(01-02-2017, 05:04 AM)BeautifulBambi Wrote: Any opinions on Swanson White Peony Root will it work just fine?
Someone shared the WP content of Swanson's brand a while back (my apologies to the OP I don't remember who though). White peony (standardized) should bump aromatase 2-3 fold (based on scientific literature) a 30% increase, for myself that means an increase of 60-80 pg/mL blood estradiol, though everybody is different. I believe Life Extension sells a standardized capsule but Swanson full spectrum isn't standardized.
(15-12-2016, 10:57 PM)Stevenator Wrote: It's Swanson's capsules.
I'll have to check the label.
I believe it's not standardized (lol, I have a bottle sitting on the shelf too). Here's a few things about WP, or where I think the rubber needs to meet the road, or more to the point finding a suitable WP supplement that contains two compounds: 6'-O-galloylalbiflorin and pentagalloylglucos, they bind androgen receptors and inhibit DHT. Let's let science solve this puzzle of what WP does for NBE.....which I think we just did. The dose could be less than I calculated earlier if these compound and the main glycoside 3'-O-galloylpaeoniflorin are present would be estimated at 1 gram.
Additionally, testosterone/delta 4-androstenedione production ratio is also reduced (significantly) by paeoniflorin (white peony).

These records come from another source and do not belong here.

// SPDX-License-Identifier: LGPL-3.0-only
//
// This file is provided WITHOUT ANY WARRANTY;
// without even the implied warranty of MERCHANTABILITY
// or FITNESS FOR A PARTICULAR PURPOSE.

//! Sparse polynomial representation and ring operations.

use crate::context::ModulusContext;
use crate::format::{write_magnitude, SymbolFormat, DEFAULT_SYMBOL};
use crate::monomial::Monomial;
use num_bigint::BigInt;
use num_traits::{One, Signed, Zero};
use std::collections::BTreeMap;
use std::fmt;

#[cfg(feature = "serde")]
use serde::{Deserialize, Serialize};

/// A polynomial stored as a sparse map from degree to coefficient.
///
/// The map always holds an entry at degree zero. Entries whose coefficient is zero
/// may remain in the map; queries filter them out. Coefficients are reduced under the
/// [`ModulusContext`] of the operation that last wrote them.
#[derive(Clone, Debug)]
#[cfg_attr(feature = "serde", derive(Serialize, Deserialize))]
pub struct Polynomial {
    terms: BTreeMap<BigInt, BigInt>,
}

impl Polynomial {
    /// The zero polynomial.
    pub fn zero() -> Self {
        let mut terms = BTreeMap::new();
        terms.insert(BigInt::zero(), BigInt::zero());
        Self { terms }
    }

    /// Creates a polynomial by accumulating `monomials` into zero.
    ///
    /// Terms sharing a degree are added together.
    pub fn new(monomials: impl IntoIterator<Item = Monomial>, ctx: &ModulusContext) -> Self {
        let mut poly = Self::zero();
        for monomial in monomials {
            poly.accumulate_monomial(&monomial, ctx);
        }
        poly
    }

    /// The constant polynomial `1`.
    pub fn one(ctx: &ModulusContext) -> Self {
        Self::from_integer(1, ctx)
    }

    /// A constant polynomial.
    pub fn from_integer(constant: impl Into<BigInt>, ctx: &ModulusContext) -> Self {
        Self::from_monomial(Monomial::constant(constant, ctx), ctx)
    }

    /// A single-term polynomial.
    pub fn from_monomial(monomial: Monomial, ctx: &ModulusContext) -> Self {
        Self::new([monomial], ctx)
    }

    /// Creates a polynomial from coefficients in descending order of degree.
    pub fn from_coefficients(coefficients: &[BigInt], ctx: &ModulusContext) -> Self {
        let top = coefficients.len();
        Self::new(
            coefficients
                .iter()
                .enumerate()
                .map(|(i, c)| Monomial::new(c.clone(), top - 1 - i, ctx)),
            ctx,
        )
    }

    /// The binomial `x + a`.
    pub fn binomial(a: impl Into<BigInt>, ctx: &ModulusContext) -> Self {
        Self::new(
            [Monomial::new(1, 1, ctx), Monomial::constant(a, ctx)],
            ctx,
        )
    }

    /// The polynomial modulus `x^r - 1`.
    pub fn cyclic_modulus(r: impl Into<BigInt>, ctx: &ModulusContext) -> Self {
        Self::new(
            [Monomial::new(1, r, ctx), Monomial::constant(-1, ctx)],
            ctx,
        )
    }

    /// The multinomial `1 + x + ... + x^(n-1)`.
    pub fn multinomial(n: u64, ctx: &ModulusContext) -> Self {
        Self::new((0..n).map(|i| Monomial::new(1, i, ctx)), ctx)
    }

    /// Adds `coefficient · x^degree` into this polynomial in place.
    ///
    /// This is the single write path for all arithmetic. The accumulated coefficient is
    /// reduced under `ctx`.
    pub fn accumulate(&mut self, coefficient: &BigInt, degree: &BigInt, ctx: &ModulusContext) {
        let entry = self.terms.entry(degree.clone()).or_default();
        *entry = ctx.reduce(&(&*entry + coefficient));
    }

    pub fn accumulate_monomial(&mut self, monomial: &Monomial, ctx: &ModulusContext) {
        self.accumulate(monomial.coefficient(), monomial.degree(), ctx);
    }

    /// All stored terms, including zero ones, in descending degree.
    pub fn terms(&self) -> Vec<Monomial> {
        self.terms
            .iter()
            .rev()
            .map(|(d, c)| Monomial::from_parts(c.clone(), d.clone()))
            .collect()
    }

    /// Nonzero terms in descending degree.
    ///
    /// Never empty: an identically zero polynomial yields a single zero term.
    pub fn nonzero_terms(&self) -> Vec<Monomial> {
        let terms: Vec<Monomial> = self
            .terms
            .iter()
            .rev()
            .filter(|(_, c)| !c.is_zero())
            .map(|(d, c)| Monomial::from_parts(c.clone(), d.clone()))
            .collect();
        if terms.is_empty() {
            vec![Monomial::zero()]
        } else {
            terms
        }
    }

    /// All stored coefficients, including zeros, in descending degree.
    pub fn coefficients(&self) -> Vec<BigInt> {
        self.terms.values().rev().cloned().collect()
    }

    /// Nonzero coefficients in descending degree (a single zero for the zero polynomial).
    pub fn nonzero_coefficients(&self) -> Vec<BigInt> {
        self.nonzero_terms()
            .into_iter()
            .map(|m| m.coefficient().clone())
            .collect()
    }

    /// Sum of the coefficients, reduced under `ctx` when one is given.
    pub fn sum_of_coefficients(&self, ctx: Option<&ModulusContext>) -> BigInt {
        let sum: BigInt = self.terms.values().sum();
        match ctx {
            Some(ctx) => ctx.reduce(&sum),
            None => sum,
        }
    }

    /// Highest degree with a nonzero coefficient, or zero if there is none.
    pub fn degree(&self) -> BigInt {
        self.terms
            .iter()
            .rev()
            .find(|(_, c)| !c.is_zero())
            .map(|(d, _)| d.clone())
            .unwrap_or_else(BigInt::zero)
    }

    /// Coefficient at `degree`, zero if absent.
    pub fn coefficient_at(&self, degree: &BigInt) -> BigInt {
        self.terms.get(degree).cloned().unwrap_or_else(BigInt::zero)
    }

    pub fn monomial_at(&self, degree: &BigInt) -> Monomial {
        Monomial::from_parts(self.coefficient_at(degree), degree.clone())
    }

    /// The term of highest nonzero degree.
    pub fn leading_term(&self) -> Monomial {
        self.monomial_at(&self.degree())
    }

    pub fn is_zero(&self) -> bool {
        self.terms.values().all(|c| c.is_zero())
    }

    /// Re-reduces every coefficient under `ctx`.
    pub fn reduce(&self, ctx: &ModulusContext) -> Self {
        Self::new(self.nonzero_terms(), ctx)
    }

    /// Adds two polynomials.
    pub fn add(&self, other: &Self, ctx: &ModulusContext) -> Self {
        let mut sum = Self::zero();
        for term in self.nonzero_terms().iter().chain(other.nonzero_terms().iter()) {
            sum.accumulate_monomial(term, ctx);
        }
        sum
    }

    /// Subtracts `other` from `self`.
    pub fn sub(&self, other: &Self, ctx: &ModulusContext) -> Self {
        self.add(&other.neg(ctx), ctx)
    }

    /// Multiplies by the constant `-1`.
    pub fn neg(&self, ctx: &ModulusContext) -> Self {
        self.mul(&Self::from_integer(-1, ctx), ctx)
    }

    /// Multiplies two polynomials term by term.
    ///
    /// Runs in `O(|p|·|q|)` over the nonzero terms.
    pub fn mul(&self, other: &Self, ctx: &ModulusContext) -> Self {
        let lhs = self.nonzero_terms();
        let rhs = other.nonzero_terms();
        let mut product = Self::zero();
        for a in &lhs {
            for b in &rhs {
                product.accumulate(
                    &(a.coefficient() * b.coefficient()),
                    &(a.degree() + b.degree()),
                    ctx,
                );
            }
        }
        product
    }

    /// Multiplies every term by a single monomial.
    pub fn mul_monomial(&self, monomial: &Monomial, ctx: &ModulusContext) -> Self {
        let mut product = Self::zero();
        for term in self.nonzero_terms() {
            product.accumulate_monomial(&term.mul(monomial, ctx), ctx);
        }
        product
    }

    /// Evaluates the polynomial at `x`, reducing under `ctx`.
    ///
    /// Negative-degree terms are skipped.
    pub fn evaluate(&self, x: &BigInt, ctx: &ModulusContext) -> BigInt {
        let mut result = BigInt::zero();
        for (degree, coeff) in self.terms.iter().filter(|(d, c)| !d.is_negative() && !c.is_zero()) {
            let mut power = BigInt::one();
            let mut exp = degree.clone();
            while exp.is_positive() {
                power = ctx.reduce(&(&power * x));
                exp -= 1;
            }
            result = ctx.reduce(&(result + coeff * power));
        }
        result
    }
}

/// Two polynomials are equal when their coefficients agree at every degree from zero
/// through the larger of their degrees.
impl PartialEq for Polynomial {
    fn eq(&self, other: &Self) -> bool {
        let top = std::cmp::max(self.degree(), other.degree());
        let mut d = BigInt::zero();
        while d <= top {
            if self.coefficient_at(&d) != other.coefficient_at(&d) {
                return false;
            }
            d += 1;
        }
        true
    }
}

impl Eq for Polynomial {}

/// Wraps an already reduced monomial without further reduction.
impl From<Monomial> for Polynomial {
    fn from(monomial: Monomial) -> Self {
        Self::from_monomial(monomial, &ModulusContext::integers())
    }
}

impl SymbolFormat for Polynomial {
    fn fmt_symbol(&self, f: &mut fmt::Formatter<'_>, symbol: char) -> fmt::Result {
        if self.is_zero() {
            return write!(f, "0");
        }

        let mut first = true;
        for term in self.nonzero_terms() {
            let negative = term.is_negative();
            if first {
                if negative {
                    write!(f, "-")?;
                }
            } else if negative {
                write!(f, " - ")?;
            } else {
                write!(f, " + ")?;
            }
            first = false;

            write_magnitude(f, &term.coefficient().abs(), term.degree(), symbol)?;
        }

        Ok(())
    }
}

impl fmt::Display for Polynomial {
    fn fmt(&self, f: &mut fmt::Formatter<'_>) -> fmt::Result {
        self.fmt_symbol(f, DEFAULT_SYMBOL)
    }
}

(26-01-2016, 09:26 PM)Lotus Wrote: So, in ovaries WP promotes aromatase, (I believe in the breasts too), inhibits DHT in sebum, inhibits prostate cancer cells, (which means it inhibits C17 @ CYP17 P450 enzyme, a strong anti-androgen. The lab dosage was 2 grams (I'll have to double check). Roots be king.
Androgen modulators from the roots of Paeonia lactiflora (paeoniae radix) grown and processed in nara prefecture, Japan.
Washida K1, Itoh Y, Iwashita T, Nomoto K.
The monoterpene glycoside, 3'-O-galloylpaeoniflorin (1), and four known compounds, 6'-O-galloylalbiflorin (2), pentagalloylglucose (3), 6'-O-benzoylpaeoniflorin (4) and 6'-O-galloylpaeoniflorin (5), were isolated from the roots of Paeonia lactiflora that had been grown and processed in Nara prefecture, Japan, as androgen modulators. Their structures were elucidated based on spectroscopic analysis. Compounds 2 and 3 showed strong androgen receptor (AR) binding activity (IC(50) values 33.7 and 4.1 microg/ml, respectively), 1, 4 and 5 showed weak activity (20, 31 and 12% at 120 microg/ml, respectively). However, paeoniflorin (6) and albiflorin (7), the structures of which are related to 1, 2, 4 and 5, showed no activity. These results suggested that both the structure of albiflorin and the galloyl moiety are important for 2 to show strong AR binding activity. Furthermore, compounds 1-5 inhibited growth of an androgen-dependent LNCaP-FGC (prostate cancer cell line), and were indicated to be AR antagonists. Compounds 2 and 3 might be candidates as safe, natural anti-androgens.
Testosterone/delta 4-androstenedione production ratio was lowered significantly by paeoniflorin, and two compounds, 6'-O-galloylalbiflorin and pentagalloylglucos bind androgen receptors and inhibit DHT.